Developing the MIA intervention framework in partnership with children with asthma was an informative process, allowing us to learn from their lived experiences with asthma while developing further understanding of how best to negotiate involving CYP in CBPR. The study allowed researchers to build a positive relationship with the community, gain an awareness of children’s understandings of their asthma, and engage with their concerns. Although our study was conducted in 2018, before COVID-19 presented, the pandemic has undoubtedly presented new challenges and barriers for researchers. The remote conduct of research via online platforms raises uncertainty, notably not knowing: if a child has sufficient privacy to talk freely; how to engage children online; and how to build a relationship with a child while wearing a mask or over a video call. Even when engaging in person, using masks may make it difficult to connect with a child. These are concerns that need to be explored further, but the fact remains that the child’s safety is always the primary concern [80].

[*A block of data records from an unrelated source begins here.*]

//! Request bodies.

use std::any::Any;
use std::fmt;
use std::io;

use bytes::{Bytes, BytesMut};
use tokio::io::{AsyncRead, AsyncReadExt};
use tokio::sync::mpsc;

use crate::error::{ClientError, Result};

/// Read size used when pulling from an [`AsyncRead`] source.
const READ_CHUNK: usize = 16 * 1024;

/// Request body.
///
/// Text and byte bodies are written in one piece; a [`BodySource`] is piped
/// chunk by chunk until exhausted.
pub enum Body {
    Text(String),
    Bytes(Bytes),
    Stream(BodySource),
}

impl Body {
    /// Convert a loosely-typed payload into a body.
    ///
    /// Accepts `String`, `&'static str`, `Vec<u8>`, `Bytes` and
    /// [`BodySource`]. Anything else is rejected with
    /// [`ClientError::InvalidBody`].
    pub fn from_any(value: Box<dyn Any + Send>) -> Result<Self> {
        let value = match value.downcast::<String>() {
            Ok(text) => return Ok(Body::Text(*text)),
            Err(value) => value,
        };
        let value = match value.downcast::<&'static str>() {
            Ok(text) => return Ok(Body::Text((*text).to_owned())),
            Err(value) => value,
        };
        let value = match value.downcast::<Vec<u8>>() {
            Ok(bytes) => return Ok(Body::Bytes(Bytes::from(*bytes))),
            Err(value) => value,
        };
        let value = match value.downcast::<Bytes>() {
            Ok(bytes) => return Ok(Body::Bytes(*bytes)),
            Err(value) => value,
        };
        match value.downcast::<BodySource>() {
            Ok(source) => Ok(Body::Stream(*source)),
            Err(_) => Err(ClientError::InvalidBody(
                "expected text, bytes or a byte-stream source".into(),
            )),
        }
    }

    pub fn is_stream(&self) -> bool {
        matches!(self, Body::Stream(_))
    }
}

impl fmt::Debug for Body {
    fn fmt(&self, f: &mut fmt::Formatter<'_>) -> fmt::Result {
        match self {
            Body::Text(text) => f.debug_tuple("Text").field(&text.len()).finish(),
            Body::Bytes(bytes) => f.debug_tuple("Bytes").field(&bytes.len()).finish(),
            Body::Stream(_) => f.write_str("Stream"),
        }
    }
}

impl From<String> for Body {
    fn from(s: String) -> Self {
        Body::Text(s)
    }
}

impl From<&str> for Body {
    fn from(s: &str) -> Self {
        Body::Text(s.to_owned())
    }
}

impl From<Vec<u8>> for Body {
    fn from(v: Vec<u8>) -> Self {
        Body::Bytes(Bytes::from(v))
    }
}

impl From<&[u8]> for Body {
    fn from(s: &[u8]) -> Self {
        Body::Bytes(Bytes::copy_from_slice(s))
    }
}

impl From<Bytes> for Body {
    fn from(b: Bytes) -> Self {
        Body::Bytes(b)
    }
}

impl From<BodySource> for Body {
    fn from(source: BodySource) -> Self {
        Body::Stream(source)
    }
}

/// A live byte-stream request body.
pub struct BodySource {
    inner: Source,
}

enum Source {
    Channel(mpsc::Receiver<io::Result<Bytes>>),
    Reader(Box<dyn AsyncRead + Send + Unpin>),
}

impl BodySource {
    /// A body fed through the returned sender. The body ends when every
    /// sender has been dropped.
    pub fn channel(capacity: usize) -> (BodySender, BodySource) {
        let (tx, rx) = mpsc::channel(capacity.max(1));
        (
            BodySender { tx },
            BodySource {
                inner: Source::Channel(rx),
            },
        )
    }

    /// A body read from `reader` until EOF.
    pub fn from_reader<R>(reader: R) -> Self
    where
        R: AsyncRead + Send + Unpin + 'static,
    {
        Self {
            inner: Source::Reader(Box::new(reader)),
        }
    }

    /// Next chunk, or `None` once the source is exhausted.
    pub async fn next_chunk(&mut self) -> Option<io::Result<Bytes>> {
        match &mut self.inner {
            Source::Channel(rx) => rx.recv().await,
            Source::Reader(reader) => {
                let mut buf = BytesMut::with_capacity(READ_CHUNK);
                match reader.read_buf(&mut buf).await {
                    Ok(0) => None,
                    Ok(_) => Some(Ok(buf.freeze())),
                    Err(e) => Some(Err(e)),
                }
            }
        }
    }
}

/// Feeds a channel-backed [`BodySource`].
#[derive(Clone)]
pub struct BodySender {
    tx: mpsc::Sender<io::Result<Bytes>>,
}

impl BodySender {
    /// Send one chunk. Fails if the request side has gone away.
    pub async fn send(&self, chunk: impl Into<Bytes>) -> io::Result<()> {
        self.tx
            .send(Ok(chunk.into()))
            .await
            .map_err(|_| io::Error::new(io::ErrorKind::BrokenPipe, "request body closed"))
    }

    /// Abort the body with an error; the request fails.
    pub async fn abort(&self, err: io::Error) {
        let _ = self.tx.send(Err(err)).await;
    }
}
//! Ordered header set exchanged at the start of every stream.

use std::fmt;

use crate::wire::{HeaderBlock, HeaderField};

/// Name of the content-type header.
pub const CONTENT_TYPE: &str = "content-type";

/// An ordered list of `(name, value)` header pairs.
///
/// Lookups are case-insensitive on the name. Duplicate names are kept in
/// insertion order; [`Headers::get`] returns the first match.
#[derive(Debug, Clone, Default, PartialEq, Eq)]
pub struct Headers {
    fields: Vec<(String, String)>,
}

impl Headers {
    pub fn new() -> Self {
        Self::default()
    }

    /// Append a header, keeping any existing value with the same name.
    pub fn append(&mut self, name: impl Into<String>, value: impl Into<String>) {
        self.fields.push((name.into(), value.into()));
    }

    /// Replace every value for `name` with a single `value`.
    pub fn insert(&mut self, name: impl Into<String>, value: impl Into<String>) {
        let name = name.into();
        self.fields.retain(|(k, _)| !k.eq_ignore_ascii_case(&name));
        self.fields.push((name, value.into()));
    }

    /// Builder-style [`Headers::append`].
    pub fn with(mut self, name: impl Into<String>, value: impl Into<String>) -> Self {
        self.append(name, value);
        self
    }

    /// First value matching `name` (case-insensitive).
    pub fn get(&self, name: &str) -> Option<&str> {
        self.fields
            .iter()
            .find(|(k, _)| k.eq_ignore_ascii_case(name))
            .map(|(_, v)| v.as_str())
    }

    /// All values matching `name`, in order.
    pub fn get_all<'a>(&'a self, name: &'a str) -> impl Iterator<Item = &'a str> + 'a {
        self.fields
            .iter()
            .filter(move |(k, _)| k.eq_ignore_ascii_case(name))
            .map(|(_, v)| v.as_str())
    }

    pub fn contains(&self, name: &str) -> bool {
        self.get(name).is_some()
    }

    /// The `content-type` header, if present.
    pub fn content_type(&self) -> Option<&str> {
        self.get(CONTENT_TYPE)
    }

    pub fn iter(&self) -> impl Iterator<Item = (&str, &str)> {
        self.fields.iter().map(|(k, v)| (k.as_str(), v.as_str()))
    }

    pub fn len(&self) -> usize {
        self.fields.len()
    }

    pub fn is_empty(&self) -> bool {
        self.fields.is_empty()
    }
}

impl fmt::Display for Headers {
    fn fmt(&self, f: &mut fmt::Formatter<'_>) -> fmt::Result {
        let mut first = true;
        for (name, value) in &self.fields {
            if !first {
                f.write_str(", ")?;
            }
            write!(f, "{name}: {value}")?;
            first = false;
        }
        Ok(())
    }
}

impl<K, V> FromIterator<(K, V)> for Headers
where
    K: Into<String>,
    V: Into<String>,
{
    fn from_iter<I: IntoIterator<Item = (K, V)>>(iter: I) -> Self {
        Self {
            fields: iter
                .into_iter()
                .map(|(k, v)| (k.into(), v.into()))
                .collect(),
        }
    }
}

impl<K, V, const N: usize> From<[(K, V); N]> for Headers
where
    K: Into<String>,
    V: Into<String>,
{
    fn from(pairs: [(K, V); N]) -> Self {
        pairs.into_iter().collect()
    }
}

impl From<&Headers> for HeaderBlock {
    fn from(headers: &Headers) -> Self {
        HeaderBlock {
            fields: headers
                .fields
                .iter()
                .map(|(name, value)| HeaderField {
                    name: name.clone(),
                    value: value.clone(),
                })
                .collect(),
        }
    }
}

impl From<HeaderBlock> for Headers {
    fn from(block: HeaderBlock) -> Self {
        block
            .fields
            .into_iter()
            .map(|field| (field.name, field.value))
            .collect()
    }
}

#[cfg(test)]
mod tests {
    use super::*;

    #[test]
    fn lookup_is_case_insensitive() {
        let headers = Headers::from([("Content-Type", "text/event-stream")]);
        assert_eq!(headers.get("content-type"), Some("text/event-stream"));
        assert_eq!(headers.content_type(), Some("text/event-stream"));
    }

    #[test]
    fn append_keeps_duplicates_in_order() {
        let headers = Headers::new().with("x-trace", "a").with("X-Trace", "b");
        let all: Vec<_> = headers.get_all("x-trace").collect();
        assert_eq!(all, vec!["a", "b"]);
        assert_eq!(headers.get("x-trace"), Some("a"));
    }

    #[test]
    fn insert_replaces_existing_values() {
        let mut headers = Headers::new().with(":path", "/a").with(":PATH", "/b");
        headers.insert(":path", "/c");
        assert_eq!(headers.len(), 1);
        assert_eq!(headers.get(":path"), Some("/c"));
    }

    #[test]
    fn header_block_conversion_preserves_order() {
        let headers = Headers::from([(":method", "GET"), (":path", "/"), ("accept", "*/*")]);
        let block = HeaderBlock::from(&headers);
        assert_eq!(block.fields.len(), 3);
        assert_eq!(block.fields[1].name, ":path");
        assert_eq!(Headers::from(block), headers);
    }

    #[test]
    fn display_joins_pairs() {
        let headers = Headers::from([("a", "1"), ("b", "2")]);
        assert_eq!(headers.to_string(), "a: 1, b: 2");
    }
}
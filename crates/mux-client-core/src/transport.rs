//! The transport seam consumed by the pool and the executor.
//!
//! A [`Connector`] starts sessions, a [`TransportSession`] opens streams,
//! and a [`TransportStream`] carries one request. All three report progress
//! as events (see [`crate::event`]) rather than through callbacks, so the
//! core can be driven by a real QUIC binding or by a scripted mock alike.

use std::future::Future;
use std::pin::Pin;

use bytes::Bytes;
use mux_proto::Headers;
use thiserror::Error;

use crate::authority::Authority;
use crate::event::{SessionEvents, StreamEvents};

/// Transport-level failures.
///
/// Carries strings rather than source errors so it can be cloned into
/// every waiter of a failed session.
#[derive(Debug, Clone, PartialEq, Eq, Error)]
pub enum TransportError {
    #[error("could not resolve authority {0}")]
    Resolve(String),

    #[error("connect failed: {0}")]
    Connect(String),

    #[error("connection lost: {0}")]
    Connection(String),

    #[error("session is not connected")]
    NotConnected,

    #[error("stream closed")]
    StreamClosed,

    #[error("stream reset by peer (code {0})")]
    Reset(u64),

    #[error("stream I/O error: {0}")]
    StreamIo(String),

    #[error("protocol error: {0}")]
    Protocol(String),
}

/// Starts sessions to authorities.
pub trait Connector: Send + Sync + 'static {
    type Session: TransportSession;

    /// Begin connecting to `authority`.
    ///
    /// Returns immediately with the session in its connecting state; the
    /// outcome is reported on the returned event channel (`Connected`, or a
    /// terminal event).
    fn connect(&self, authority: &Authority) -> (Self::Session, SessionEvents);
}

/// One live (or connecting) session.
pub trait TransportSession: Clone + Send + Sync + 'static {
    type Stream: TransportStream;

    /// Open a new stream carrying `headers`.
    fn open_stream(
        &self,
        headers: &Headers,
    ) -> Result<(Self::Stream, StreamEvents), TransportError>;

    /// Forcibly terminate the session and every stream on it.
    fn destroy(&self);

    fn is_closed(&self) -> bool;
}

/// Object-safe part of a stream, retained by a streaming response body.
pub trait StreamHandle: Send + 'static {
    /// The stream id, or `None` until the transport has assigned one.
    fn id(&self) -> Option<u64>;

    /// Abort the stream in both directions.
    fn close(&mut self);

    fn is_closed(&self) -> bool;
}

/// One request stream.
pub trait TransportStream: StreamHandle + Sized {
    type Sink: StreamSink;

    /// Take the send half of the stream.
    ///
    /// Only the first call yields a working sink; later ones fail every
    /// write with [`TransportError::StreamClosed`].
    fn sink(&mut self) -> Self::Sink;
}

/// A write accepted by a [`StreamSink`], resolving once the transport took
/// the chunk. Independent of the sink that produced it.
pub type Written = Pin<Box<dyn Future<Output = Result<(), TransportError>> + Send>>;

/// Send half of a request stream.
///
/// Dropping a sink that was never ended aborts the send direction.
pub trait StreamSink: Send + 'static {
    /// Queue `chunk` for sending.
    fn write(&mut self, chunk: Bytes) -> Written;

    /// Half-close: no more data will be written. The read side stays open.
    fn end(&mut self) -> Result<(), TransportError>;
}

We have argued that expertise and consideration are needed to design and enact a study tailored to the needs of children, and that effectively respecting ethnic diversity requires a highly reflective and inclusive approach. It is imperative that the implications of diversity are considered fully from the outset; that the research team includes members of the communities concerned; and that the team questions at each stage how best to engage with differences of age, gender, ethnicity, and marginalisation. Such research may also incur additional costs, for example, using translated materials, involving and training community members to be research partners, and assisting participants with travel. This needs to be acknowledged by research funders, but much can be achieved with a research team who takes diversity seriously and continuously considers how the research and interventions can best meet the needs of those it is intended to reach.

We have presented a clear rationale in this paper for the ethical and essential inclusion of children in research and as part of the co-development of interventions that directly affect them. Age and ethnicity need to be prime considerations in research design and implementation, and our reflections on the MIA study provide guidance on how to tailor studies effectively.

These principles need to be acknowledged by the wider paediatric research community if we are to provide the best possible care for our children.